To me it is a sign of immaturity and petty power politics, with a splash of insecurity. I know where they are coming from, every performer is bravado on the outside with a roiling mess of insecurity and fear of judgement on the inside. How everyone handles and deals with that problem is an individual thing, some like to show up others, others retreat into a protective cocoon. Me, I'm not sure, I think I handle it well enough so that people on the outside perceive a quiet confidence... but this is not a thing that you can judge for yourself!

The situation


Unsplash

I have a friend who I used to play with quite often when we were younger, however our lives and studies took us to different places. I always enjoyed playing with him, and when I have the time, I join him when he invites me to play a concert with him. Money and travel isn't a consideration for this, it is just a nice chance to meet up with a friend, catch up and play some music together!

So, with this down as a basic starting point, I have to say, he is not the most practical of planners. Often his dreams and ideas are larger than the planning part of the project. Which has led to this unusual situation this weekend of a large group playing a difficult programme for a concert with the most minimal of rehearsals. Normally, in a well established group of high level players that regularly plays together, you would expect a day or two days of rehearsal for this sort of programme. For a less experienced group, it would be on the order or 3 or 4 days. My dear friend has put us down for a bit over half a day!

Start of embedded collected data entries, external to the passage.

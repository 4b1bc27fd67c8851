//! The `wellcheck list` command.

use std::path::PathBuf;

use anyhow::Result;
use comfy_table::{Cell, Table};

use wellcheck_core::parser;

pub fn execute(catalog_path: PathBuf) -> Result<()> {
    let catalog = parser::load_catalog(&catalog_path)?;

    println!(
        "{} catalog: {} categories, {} entries\n",
        catalog.kind,
        catalog.categories.len(),
        catalog.entry_count()
    );

    let mut table = Table::new();
    table.set_header(vec!["Category", "Entry", "Title", "Questions"]);

    for (category, entry) in catalog.iter_entries() {
        table.add_row(vec![
            Cell::new(&category.id),
            Cell::new(&entry.id),
            Cell::new(&entry.title),
            Cell::new(entry.questions.len()),
        ]);
    }

    println!("{table}");

    let rules = catalog.badge_rules();
    if !rules.is_empty() {
        println!("\nBadges:");
        for rule in &rules {
            println!("  {} ({})", rule.badge.id, rule.badge.title);
        }
    }

    Ok(())
}
//! Badge rule evaluation.
//!
//! A pure function from (completion record, already-unlocked badges, rule
//! set) to the new badge set. The output is always a superset of the input:
//! badges are never removed, evaluation is idempotent, and re-running it
//! over a record that already satisfies some rules grants nothing twice.
//! Completion keys that do not correspond to a catalog entry are ignored by
//! every predicate.

use crate::model::{BadgeRule, BadgeRuleKind, Catalog};
use crate::progress::{BadgeSet, CompletionRecord};

/// Evaluate every rule against the record and return the grown badge set.
pub fn evaluate(
    record: &CompletionRecord,
    unlocked: &BadgeSet,
    rules: &[BadgeRule],
    catalog: &Catalog,
) -> BadgeSet {
    let mut result = unlocked.clone();
    for rule in rules {
        if result.contains(&rule.badge.id) {
            continue;
        }
        if satisfied(&rule.rule, record, catalog) {
            tracing::debug!("badge {} unlocked", rule.badge.id);
            result.unlock(rule.badge.id.clone());
        }
    }
    result
}

/// Count completions that refer to a real catalog entry.
fn completed_entry_count(record: &CompletionRecord, catalog: &Catalog) -> usize {
    catalog
        .iter_entries()
        .filter(|(category, entry)| record.is_completed(&category.id, &entry.id))
        .count()
}

fn satisfied(rule: &BadgeRuleKind, record: &CompletionRecord, catalog: &Catalog) -> bool {
    match rule {
        BadgeRuleKind::CategoryComplete { category_id } => catalog
            .categories
            .iter()
            .find(|c| &c.id == category_id)
            .is_some_and(|category| {
                !category.entries.is_empty()
                    && category
                        .entries
                        .iter()
                        .all(|entry| record.is_completed(&category.id, &entry.id))
            }),
        BadgeRuleKind::TotalAtLeast { count } => {
            completed_entry_count(record, catalog) >= *count
        }
        BadgeRuleKind::CatalogComplete => {
            let total = catalog.entry_count();
            total > 0 && completed_entry_count(record, catalog) == total
        }
    }
}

So, needless to say, we are going to have to hit the ground running. There will be many things that will have to be done as best as they can given the time constraints. I know he has a propensity to get bogged down in details, so I guess it will be my job to keep things moving and agile, fixing problems that can be fixed and minimising problems that can't, whilst keeping the group focussed and morale high. It appears that always is my job...

It can be a bit of a tricky thing to do all of this, whilst dealing with the musical and technical demands of my own part, but that is the job of the concertmaster. Part cheerleader, part counselor, part musician, part soloist... juggling the demands and egos of the musicians whilst directing the demands of the music. Equal parts coercion, inspiration, appeasement with the occasional touch of manipulation?


Unsplash

It really feels like a game of herding cats (if you know musicians, they are like little children at times!) towards a common goal. Everyone want the same thing (a great performance), but the path is always more complicated than it needs to be! Every tiny thing can be a mountain that is impossible, people will feel put out because the general consensus of the group was against their particular pet idea. This is not helped by the lack of time to fully listen and experiment with ideas that people might have, leading to some feeling disconnected and feeling like their ideas were unheard or not respected.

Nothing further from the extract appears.